* _SOURCE DATA_
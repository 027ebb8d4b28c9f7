// Live exchange REST quotes
//
// One GET per exchange per tick; each venue has its own symbol format and
// response shape.

use async_trait::async_trait;
use serde_json::Value;
use std::time::Duration;
use tracing::debug;

use crate::clients::{ensure_valid_price, PriceError, PriceSource};
use crate::config::LiveConfig;
use crate::error::{TradingError, TradingResult};
use crate::types::{Exchange, TradingPair};

#[derive(Debug)]
pub struct LivePriceSource {
    client: reqwest::Client,
    config: LiveConfig,
}

impl LivePriceSource {
    pub fn new(config: LiveConfig) -> TradingResult<Self> {
        let client = reqwest::Client::builder()
            .timeout(Duration::from_secs(config.request_timeout_secs))
            .build()
            .map_err(|e| TradingError::Internal(format!("Failed to build HTTP client: {}", e)))?;

        Ok(Self { client, config })
    }

    /// Full quote URL for a venue and pair
    pub fn quote_url(&self, exchange: Exchange, pair: &TradingPair) -> String {
        match exchange {
            Exchange::Binance => format!(
                "{}/api/v3/ticker/price?symbol={}",
                self.config.binance_url.trim_end_matches('/'),
                binance_symbol(pair)
            ),
            Exchange::Coinbase => format!(
                "{}/v2/prices/{}/spot",
                self.config.coinbase_url.trim_end_matches('/'),
                pair.dashed()
            ),
            Exchange::Kraken => format!(
                "{}/0/public/Ticker?pair={}",
                self.config.kraken_url.trim_end_matches('/'),
                pair.concatenated()
            ),
            Exchange::Bitfinex => format!(
                "{}/v2/ticker/t{}",
                self.config.bitfinex_url.trim_end_matches('/'),
                pair.concatenated()
            ),
        }
    }

    async fn get_json(&self, exchange: &str, url: &str) -> Result<Value, PriceError> {
        debug!("🌐 GET {}", url);

        let response = self
            .client
            .get(url)
            .send()
            .await
            .map_err(|e| PriceError::Network {
                exchange: exchange.to_string(),
                reason: e.to_string(),
            })?;

        if !response.status().is_success() {
            return Err(PriceError::HttpStatus {
                exchange: exchange.to_string(),
                status: response.status().as_u16(),
            });
        }

        response.json().await.map_err(|e| PriceError::MalformedResponse {
            exchange: exchange.to_string(),
            reason: e.to_string(),
        })
    }
}

#[async_trait]
impl PriceSource for LivePriceSource {
    fn name(&self) -> &str {
        "live"
    }

    async fn fetch(&mut self, exchange: &str, pair: &TradingPair) -> Result<f64, PriceError> {
        let venue: Exchange = exchange.parse().map_err(PriceError::UnsupportedExchange)?;

        let url = self.quote_url(venue, pair);
        let body = self.get_json(exchange, &url).await?;

        let price = parse_quote(venue, &body).map_err(|reason| PriceError::MalformedResponse {
            exchange: exchange.to_string(),
            reason,
        })?;

        ensure_valid_price(exchange, price)
    }
}

/// Binance lists USD pairs against USDT
pub fn binance_symbol(pair: &TradingPair) -> String {
    let quote = if pair.quote == "USD" { "USDT" } else { pair.quote.as_str() };
    format!("{}{}", pair.base, quote)
}

/// Extract the last traded price from a venue's ticker response
pub fn parse_quote(exchange: Exchange, body: &Value) -> Result<f64, String> {
    match exchange {
        Exchange::Binance => number_field(&body["price"]).ok_or_else(|| "Missing price field".to_string()),

        Exchange::Coinbase => {
            number_field(&body["data"]["amount"]).ok_or_else(|| "Missing data.amount field".to_string())
        }

        Exchange::Kraken => {
            if let Some(errors) = body["error"].as_array() {
                if !errors.is_empty() {
                    return Err(format!("Kraken error: {:?}", errors));
                }
            }

            let ticker = body["result"]
                .as_object()
                .and_then(|result| result.values().next())
                .ok_or_else(|| "Missing result field".to_string())?;

            // "c" is [last trade price, lot volume]
            number_field(&ticker["c"][0]).ok_or_else(|| "Missing closing price".to_string())
        }

        Exchange::Bitfinex => {
            let fields = body.as_array().ok_or_else(|| "Expected ticker array".to_string())?;
            fields
                .get(6)
                .and_then(number_field)
                .ok_or_else(|| "Missing last price at index 6".to_string())
        }
    }
}

// Exchanges disagree on whether prices are JSON strings or numbers
fn number_field(value: &Value) -> Option<f64> {
    match value {
        Value::Number(n) => n.as_f64(),
        Value::String(s) => s.parse::<f64>().ok(),
        _ => None,
    }
}
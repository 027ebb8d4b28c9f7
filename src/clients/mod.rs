// Price sources: synthetic or live exchange REST quotes

pub mod live;
pub mod simulated;

use async_trait::async_trait;

use crate::config::Config;
use crate::error::TradingResult;
use crate::types::TradingPair;

pub use live::LivePriceSource;
pub use simulated::SimulatedPriceSource;

/// "Get the current price of `pair` on `exchange`"
///
/// A fetch either yields a positive finite price or fails; the engine skips
/// the tick on failure and never retries.
#[async_trait]
pub trait PriceSource: Send {
    fn name(&self) -> &str;

    async fn fetch(&mut self, exchange: &str, pair: &TradingPair) -> Result<f64, PriceError>;
}

#[derive(Debug, thiserror::Error)]
pub enum PriceError {
    #[error("Exchange {0} not supported")]
    UnsupportedExchange(String),

    #[error("Error fetching price from {exchange}: {reason}")]
    Network { exchange: String, reason: String },

    #[error("HTTP error from {exchange}: {status}")]
    HttpStatus { exchange: String, status: u16 },

    #[error("Malformed response from {exchange}: {reason}")]
    MalformedResponse { exchange: String, reason: String },

    #[error("Invalid price from {exchange}: {price}")]
    InvalidPrice { exchange: String, price: f64 },
}

/// Checks the "positive finite price" half of the fetch contract
pub fn ensure_valid_price(exchange: &str, price: f64) -> Result<f64, PriceError> {
    if price.is_finite() && price > 0.0 {
        Ok(price)
    } else {
        Err(PriceError::InvalidPrice {
            exchange: exchange.to_string(),
            price,
        })
    }
}

/// Pick the session's single price source from configuration
pub fn build_price_source(config: &Config) -> TradingResult<Box<dyn PriceSource>> {
    if config.session.simulate_data {
        Ok(Box::new(SimulatedPriceSource::from_config(config)))
    } else {
        Ok(Box::new(LivePriceSource::new(config.live.clone())?))
    }
}

#[cfg(test)]
mod tests {
    use super::*;

    #[test]
    fn test_ensure_valid_price() {
        assert_eq!(ensure_valid_price("Kraken", 2.5).unwrap(), 2.5);
        assert!(matches!(ensure_valid_price("Kraken", 0.0), Err(PriceError::InvalidPrice { .. })));
        assert!(ensure_valid_price("Kraken", f64::NAN).is_err());
        assert!(ensure_valid_price("Kraken", f64::INFINITY).is_err());
    }

    #[test]
    fn test_build_price_source_follows_simulate_flag() {
        let mut config = Config::default();
        config.session.simulate_data = true;
        assert_eq!(build_price_source(&config).unwrap().name(), "simulated");

        config.session.simulate_data = false;
        assert_eq!(build_price_source(&config).unwrap().name(), "live");
    }
}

* _TASK REQUIREMENTS_
A word-for-word copy of the data above is the goal, so set it all down again.

* _ANSWER TO THE EXERCISE_
repository 027ebb8d4b28c9f7
// Live exchange REST quotes
//
// One GET per exchange per tick; each venue has its own symbol format and
// response shape.

use async_trait::async_trait;
use serde_json::Value;
use std::time::Duration;
use tracing::debug;

use crate::clients::{ensure_valid_price, PriceError, PriceSource};
use crate::config::LiveConfig;
use crate::error::{TradingError, TradingResult};
use crate::types::{Exchange, TradingPair};

#[derive(Debug)]
pub struct LivePriceSource {
    client: reqwest::Client,
    config: LiveConfig,
}

impl LivePriceSource {
    pub fn new(config: LiveConfig) -> TradingResult<Self> {
        let client = reqwest::Client::builder()
            .timeout(Duration::from_secs(config.request_timeout_secs))
            .build()
            .map_err(|e| TradingError::Internal(format!("Failed to build HTTP client: {}", e)))?;

        Ok(Self { client, config })
    }

    /// Full quote URL for a venue and pair
    pub fn quote_url(&self, exchange: Exchange, pair: &TradingPair) -> String {
        match exchange {
            Exchange::Binance => format!(
                "{}/api/v3/ticker/price?symbol={}",
                self.config.binance_url.trim_end_matches('/'),
                binance_symbol(pair)
            ),
            Exchange::Coinbase => format!(
                "{}/v2/prices/{}/spot",
                self.config.coinbase_url.trim_end_matches('/'),
                pair.dashed()
            ),
            Exchange::Kraken => format!(
                "{}/0/public/Ticker?pair={}",
                self.config.kraken_url.trim_end_matches('/'),
                pair.concatenated()
            ),
            Exchange::Bitfinex => format!(
                "{}/v2/ticker/t{}",
                self.config.bitfinex_url.trim_end_matches('/'),
                pair.concatenated()
            ),
        }
    }

    async fn get_json(&self, exchange: &str, url: &str) -> Result<Value, PriceError> {
        debug!("🌐 GET {}", url);

        let response = self
            .client
            .get(url)
            .send()
            .await
            .map_err(|e| PriceError::Network {
                exchange: exchange.to_string(),
                reason: e.to_string(),
            })?;

        if !response.status().is_success() {
            return Err(PriceError::HttpStatus {
                exchange: exchange.to_string(),
                status: response.status().as_u16(),
            });
        }

        response.json().await.map_err(|e| PriceError::MalformedResponse {
            exchange: exchange.to_string(),
            reason: e.to_string(),
        })
    }
}

#[async_trait]
impl PriceSource for LivePriceSource {
    fn name(&self) -> &str {
        "live"
    }

    async fn fetch(&mut self, exchange: &str, pair: &TradingPair) -> Result<f64, PriceError> {
        let venue: Exchange = exchange.parse().map_err(PriceError::UnsupportedExchange)?;

        let url = self.quote_url(venue, pair);
        let body = self.get_json(exchange, &url).await?;

        let price = parse_quote(venue, &body).map_err(|reason| PriceError::MalformedResponse {
            exchange: exchange.to_string(),
            reason,
        })?;

        ensure_valid_price(exchange, price)
    }
}

/// Binance lists USD pairs against USDT
pub fn binance_symbol(pair: &TradingPair) -> String {
    let quote = if pair.quote == "USD" { "USDT" } else { pair.quote.as_str() };
    format!("{}{}", pair.base, quote)
}

/// Extract the last traded price from a venue's ticker response
pub fn parse_quote(exchange: Exchange, body: &Value) -> Result<f64, String> {
    match exchange {
        Exchange::Binance => number_field(&body["price"]).ok_or_else(|| "Missing price field".to_string()),

        Exchange::Coinbase => {
            number_field(&body["data"]["amount"]).ok_or_else(|| "Missing data.amount field".to_string())
        }

        Exchange::Kraken => {
            if let Some(errors) = body["error"].as_array() {
                if !errors.is_empty() {
                    return Err(format!("Kraken error: {:?}", errors));
                }
            }

            let ticker = body["result"]
                .as_object()
                .and_then(|result| result.values().next())
                .ok_or_else(|| "Missing result field".to_string())?;

            // "c" is [last trade price, lot volume]
            number_field(&ticker["c"][0]).ok_or_else(|| "Missing closing price".to_string())
        }

        Exchange::Bitfinex => {
            let fields = body.as_array().ok_or_else(|| "Expected ticker array".to_string())?;
            fields
                .get(6)
                .and_then(number_field)
                .ok_or_else(|| "Missing last price at index 6".to_string())
        }
    }
}

// Exchanges disagree on whether prices are JSON strings or numbers
fn number_field(value: &Value) -> Option<f64> {
    match value {
        Value::Number(n) => n.as_f64(),
        Value::String(s) => s.parse::<f64>().ok(),
        _ => None,
    }
}
repository 027ebb8d4b28c9f7
filename src/clients/mod.rs
// Price sources: synthetic or live exchange REST quotes

pub mod live;
pub mod simulated;

use async_trait::async_trait;

use crate::config::Config;
use crate::error::TradingResult;
use crate::types::TradingPair;

pub use live::LivePriceSource;
pub use simulated::SimulatedPriceSource;

/// "Get the current price of `pair` on `exchange`"
///
/// A fetch either yields a positive finite price or fails; the engine skips
/// the tick on failure and never retries.
#[async_trait]
pub trait PriceSource: Send {
    fn name(&self) -> &str;

    async fn fetch(&mut self, exchange: &str, pair: &TradingPair) -> Result<f64, PriceError>;
}

#[derive(Debug, thiserror::Error)]
pub enum PriceError {
    #[error("Exchange {0} not supported")]
    UnsupportedExchange(String),

    #[error("Error fetching price from {exchange}: {reason}")]
    Network { exchange: String, reason: String },

    #[error("HTTP error from {exchange}: {status}")]
    HttpStatus { exchange: String, status: u16 },

    #[error("Malformed response from {exchange}: {reason}")]
    MalformedResponse { exchange: String, reason: String },

    #[error("Invalid price from {exchange}: {price}")]
    InvalidPrice { exchange: String, price: f64 },
}

/// Checks the "positive finite price" half of the fetch contract
pub fn ensure_valid_price(exchange: &str, price: f64) -> Result<f64, PriceError> {
    if price.is_finite() && price > 0.0 {
        Ok(price)
    } else {
        Err(PriceError::InvalidPrice {
            exchange: exchange.to_string(),
            price,
        })
    }
}

/// Pick the session's single price source from configuration
pub fn build_price_source(config: &Config) -> TradingResult<Box<dyn PriceSource>> {
    if config.session.simulate_data {
        Ok(Box::new(SimulatedPriceSource::from_config(config)))
    } else {
        Ok(Box::new(LivePriceSource::new(config.live.clone())?))
    }
}

#[cfg(test)]
mod tests {
    use super::*;

    #[test]
    fn test_ensure_valid_price() {
        assert_eq!(ensure_valid_price("Kraken", 2.5).unwrap(), 2.5);
        assert!(matches!(ensure_valid_price("Kraken", 0.0), Err(PriceError::InvalidPrice { .. })));
        assert!(ensure_valid_price("Kraken", f64::NAN).is_err());
        assert!(ensure_valid_price("Kraken", f64::INFINITY).is_err());
    }

    #[test]
    fn test_build_price_source_follows_simulate_flag() {
        let mut config = Config::default();
        config.session.simulate_data = true;
        assert_eq!(build_price_source(&config).unwrap().name(), "simulated");

        config.session.simulate_data = false;
        assert_eq!(build_price_source(&config).unwrap().name(), "live");
    }
}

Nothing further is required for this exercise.